Right now, I'm trying to figure out the 3D portion of VW, and have yet to really take a stab at it. If someone reading this has some 3D experience, and wants to shoot me a PM, that'd be cool.

Everything I've learned about VW has been very informally, self taught, online tutorials, IM discussions with CB members, and real-world critique of final products. Like other areas of theatre, it just takes some time and energy, but the final product is awesome. That, and LW4. On the latest project, I worked a lot with VW and LW4, and my workflow become pretty fast. Exporting data from VW to LW4 is a breeze.


----------



## derekleffew (Jul 30, 2008)

Sayen said:


> ...If you were hiring an intern out of high school, what would you want them to know?


 Vectorworks is, primarily, a *drafting* program, onto which visualizer functions have been added. WYSIWYG is, primarily, a *visualizer* program, which can handle drawings and paperwork to some degree.

In my opinion, and those with whom I work, (where cost is not an issue as they can afford to use anything available), there are three essential programs, each for a different task:
Vectorworks for drafting the plot.
Lightwright for handling the lighting database.
ESP Vision for visualization, plus either "console emulation software" or the actual console.

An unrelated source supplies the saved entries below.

// SPDX-FileCopyrightText: 2026 Bruno Meilick
// SPDX-License-Identifier: LicenseRef-Disview-FreeUse-NoCopy-NoDerivatives
//
// All rights reserved.
//
// This file is part of disview and is proprietary software.
// Unauthorized copying, modification, or distribution is prohibited.

//! Current content of every presentation surface.

use super::fanout::{
    Charts, JumpPreview, MiniGraph, OffsetInfo, PanelKind, PanelWrite, ReferenceLists,
};

#[derive(Debug, Clone, Default, PartialEq, Eq)]
pub struct Panels {
    rev: u64,
    offset: Option<OffsetInfo>,
    jump_preview: Option<JumpPreview>,
    function_label: Option<String>,
    references: Option<ReferenceLists>,
    charts: Option<Charts>,
    decompiled: Option<String>,
    mini_graph: Option<MiniGraph>,
    writes: [u64; PanelKind::ORDERED.len()],
}

impl Panels {
    pub fn new() -> Self {
        Self::default()
    }

    /// Bumped whenever any panel content changes.
    pub fn rev(&self) -> u64 {
        self.rev
    }

    pub fn offset(&self) -> Option<&OffsetInfo> {
        self.offset.as_ref()
    }

    pub fn jump_preview(&self) -> Option<&JumpPreview> {
        self.jump_preview.as_ref()
    }

    pub fn function_label(&self) -> Option<&str> {
        self.function_label.as_deref()
    }

    pub fn references(&self) -> Option<&ReferenceLists> {
        self.references.as_ref()
    }

    pub fn charts(&self) -> Option<&Charts> {
        self.charts.as_ref()
    }

    pub fn decompiled(&self) -> Option<&str> {
        self.decompiled.as_deref()
    }

    pub fn mini_graph(&self) -> Option<&MiniGraph> {
        self.mini_graph.as_ref()
    }

    /// How many writes (including clears) a panel received.
    pub fn write_count(&self, kind: PanelKind) -> u64 {
        self.writes[kind.index()]
    }

    pub fn is_empty(&self, kind: PanelKind) -> bool {
        match kind {
            PanelKind::OffsetInfo => self.offset.is_none(),
            PanelKind::JumpPreview => self.jump_preview.is_none(),
            PanelKind::FunctionLabel => self.function_label.is_none(),
            PanelKind::References => self.references.is_none(),
            PanelKind::Charts => self.charts.is_none(),
            PanelKind::Decompiled => self.decompiled.is_none(),
            PanelKind::MiniGraph => self.mini_graph.is_none(),
        }
    }

    /// Applies one write. Returns whether the visible content changed.
    pub fn apply(&mut self, write: PanelWrite) -> bool {
        let kind = write.kind();
        self.writes[kind.index()] += 1;

        let changed = match write {
            PanelWrite::OffsetInfo(value) => replace(&mut self.offset, Some(value)),
            PanelWrite::JumpPreview(value) => replace(&mut self.jump_preview, Some(value)),
            PanelWrite::FunctionLabel(value) => replace(&mut self.function_label, Some(value)),
            PanelWrite::References(value) => replace(&mut self.references, Some(value)),
            PanelWrite::Charts(value) => replace(&mut self.charts, Some(value)),
            PanelWrite::Decompiled(value) => replace(&mut self.decompiled, Some(value)),
            PanelWrite::MiniGraph(value) => replace(&mut self.mini_graph, Some(value)),
            PanelWrite::Clear(kind) => self.clear(kind),
        };
        if changed {
            self.rev = self.rev.wrapping_add(1);
        }
        changed
    }

    fn clear(&mut self, kind: PanelKind) -> bool {
        match kind {
            PanelKind::OffsetInfo => self.offset.take().is_some(),
            PanelKind::JumpPreview => self.jump_preview.take().is_some(),
            PanelKind::FunctionLabel => self.function_label.take().is_some(),
            PanelKind::References => self.references.take().is_some(),
            PanelKind::Charts => self.charts.take().is_some(),
            PanelKind::Decompiled => self.decompiled.take().is_some(),
            PanelKind::MiniGraph => self.mini_graph.take().is_some(),
        }
    }
}

fn replace<T: PartialEq>(slot: &mut Option<T>, value: Option<T>) -> bool {
    if *slot == value {
        return false;
    }
    *slot = value;
    true
}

As for what I'd want a high school graduate to know, being fluent in Vectorworks, (for which a free student license is available, click the link above), is much more important than knowing either Vision or WYSIWYG. At the intern level, drafting skills are going to be far more important than designing/computer rendering skills.

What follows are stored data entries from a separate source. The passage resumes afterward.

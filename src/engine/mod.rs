// SPDX-FileCopyrightText: 2026 Bruno Meilick
// SPDX-License-Identifier: LicenseRef-Disview-FreeUse-NoCopy-NoDerivatives
//
// All rights reserved.
//
// This file is part of disview and is proprietary software.
// Unauthorized copying, modification, or distribution is prohibited.

//! The analysis engine seam.
//!
//! The viewport core never decodes instructions itself; it asks an [`AnalysisEngine`] for text,
//! symbols, references and metrics. The engine carries its own "current address" cursor, so any
//! query that depends on a specific location must be preceded by
//! [`AnalysisEngine::reposition_cursor`] and call order within a refresh pass matters.

pub mod demo;
pub mod fixture;

use thiserror::Error;

use crate::model::{Address, FunctionRecord, RefDirection, RefEdge};

pub use demo::demo_program;
pub use fixture::{FixtureEngine, Function, Instruction, Program, Section};

#[derive(Debug, Clone, PartialEq, Eq, Error)]
pub enum EngineError {
    #[error("analysis engine failure: {0}")]
    Failure(String),
    #[error("address {0} is outside the loaded program")]
    OutOfRange(Address),
}

/// Synchronous query interface to the binary analysis backend.
///
/// Empty strings and empty lists are "engine misses" and are normal; an `Err` means the engine
/// itself failed and is reported to the user once.
pub trait AnalysisEngine {
    /// Up to `count` instruction lines starting at the current cursor.
    fn disassemble_batch(&mut self, count: usize) -> Result<String, EngineError>;

    fn reposition_cursor(&mut self, address: Address) -> Result<(), EngineError>;

    /// Owning function label, or an empty string when the address is not inside a function.
    fn function_name_at(&mut self, address: Address) -> Result<String, EngineError>;

    /// Structured info when `address` is a known function entry.
    fn function_at(&mut self, address: Address) -> Result<Option<FunctionRecord>, EngineError>;

    fn decompile(&mut self, function_name: &str) -> Result<String, EngineError>;

    fn cross_references(
        &mut self,
        address: Address,
        direction: RefDirection,
    ) -> Result<Vec<RefEdge>, EngineError>;

    /// One rendered line for the instruction at `address`.
    fn disassemble_single(&mut self, address: Address) -> Result<String, EngineError>;

    /// Control-transfer target of a rendered instruction line, if it has one.
    fn jump_target(&mut self, instruction_line: &str) -> Result<Option<Address>, EngineError>;

    /// `label: value` lines describing the location (section, permissions, symbol).
    fn offset_info(&mut self, address: Address) -> Result<String, EngineError>;

    /// `mnemonic: description` for the instruction at `address`; empty when unknown.
    fn opcode_description(&mut self, _address: Address) -> Result<String, EngineError> {
        Ok(String::new())
    }

    fn cyclomatic_complexity(&mut self, address: Address) -> Result<u64, EngineError>;

    fn basic_block_count(&mut self, address: Address) -> Result<u64, EngineError>;

    fn exit_block_count(&mut self, address: Address) -> Result<u64, EngineError>;

    fn simplified_graph(&mut self, function_name: &str) -> Result<String, EngineError>;

    fn entry_address(&self) -> Option<Address> {
        None
    }

    /// Every known function, for name lookup.
    fn functions(&self) -> Vec<FunctionRecord> {
        Vec::new()
    }
}

impl<E: AnalysisEngine + ?Sized> AnalysisEngine for Box<E> {
    fn disassemble_batch(&mut self, count: usize) -> Result<String, EngineError> {
        (**self).disassemble_batch(count)
    }

    fn reposition_cursor(&mut self, address: Address) -> Result<(), EngineError> {
        (**self).reposition_cursor(address)
    }

    fn function_name_at(&mut self, address: Address) -> Result<String, EngineError> {
        (**self).function_name_at(address)
    }

    fn function_at(&mut self, address: Address) -> Result<Option<FunctionRecord>, EngineError> {
        (**self).function_at(address)
    }

    fn decompile(&mut self, function_name: &str) -> Result<String, EngineError> {
        (**self).decompile(function_name)
    }

    fn cross_references(
        &mut self,
        address: Address,
        direction: RefDirection,
    ) -> Result<Vec<RefEdge>, EngineError> {
        (**self).cross_references(address, direction)
    }

    fn disassemble_single(&mut self, address: Address) -> Result<String, EngineError> {
        (**self).disassemble_single(address)
    }

    fn jump_target(&mut self, instruction_line: &str) -> Result<Option<Address>, EngineError> {
        (**self).jump_target(instruction_line)
    }

    fn offset_info(&mut self, address: Address) -> Result<String, EngineError> {
        (**self).offset_info(address)
    }

    fn opcode_description(&mut self, address: Address) -> Result<String, EngineError> {
        (**self).opcode_description(address)
    }

    fn cyclomatic_complexity(&mut self, address: Address) -> Result<u64, EngineError> {
        (**self).cyclomatic_complexity(address)
    }

    fn basic_block_count(&mut self, address: Address) -> Result<u64, EngineError> {
        (**self).basic_block_count(address)
    }

    fn exit_block_count(&mut self, address: Address) -> Result<u64, EngineError> {
        (**self).exit_block_count(address)
    }

    fn simplified_graph(&mut self, function_name: &str) -> Result<String, EngineError> {
        (**self).simplified_graph(function_name)
    }

    fn entry_address(&self) -> Option<Address> {
        (**self).entry_address()
    }

    fn functions(&self) -> Vec<FunctionRecord> {
        (**self).functions()
    }
}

Just my 2¢. Hope this helps.


----------



## Grog12 (Jul 30, 2008)

derekleffew said:


> Vectorworks is, primarily, a *drafting* program, onto which visualizer functions have been added. WYSIWYG is, primarily, a *visualizer* program, which can handle drawings and paperwork to some degree.
> 
> In my opinion, and those with whom I work, (where cost is not an issue as they can afford to use anything available), there are three essential programs, each for a different task:
> Vectorworks for drafting the plot.
> ...



I agree with Derek to fully. Having a grasp of good CAD program can only help them in the field. Visualizers can be learned later, but really need that good grasp for laying out a design. And the current price point for students on VW '08 is amazing.


----------



## Footer (Jul 30, 2008)

I will be using both WYG and AutoCAD with High School students this year. We have an emphasis system, so the WYG will be a stem off of that. For teaching purposes, I think WYG would probably be the way to go. No, its not the industry standard, but my opinion is at this level you just need to get the kids hands dirty, let their college teach them the industry. The reason I like WYG so much is the "real world" nature of it. You drop a light on a batten, turn it on, and can instantly see it in a full 3d model. WYG was built to do this, vectorworks had that.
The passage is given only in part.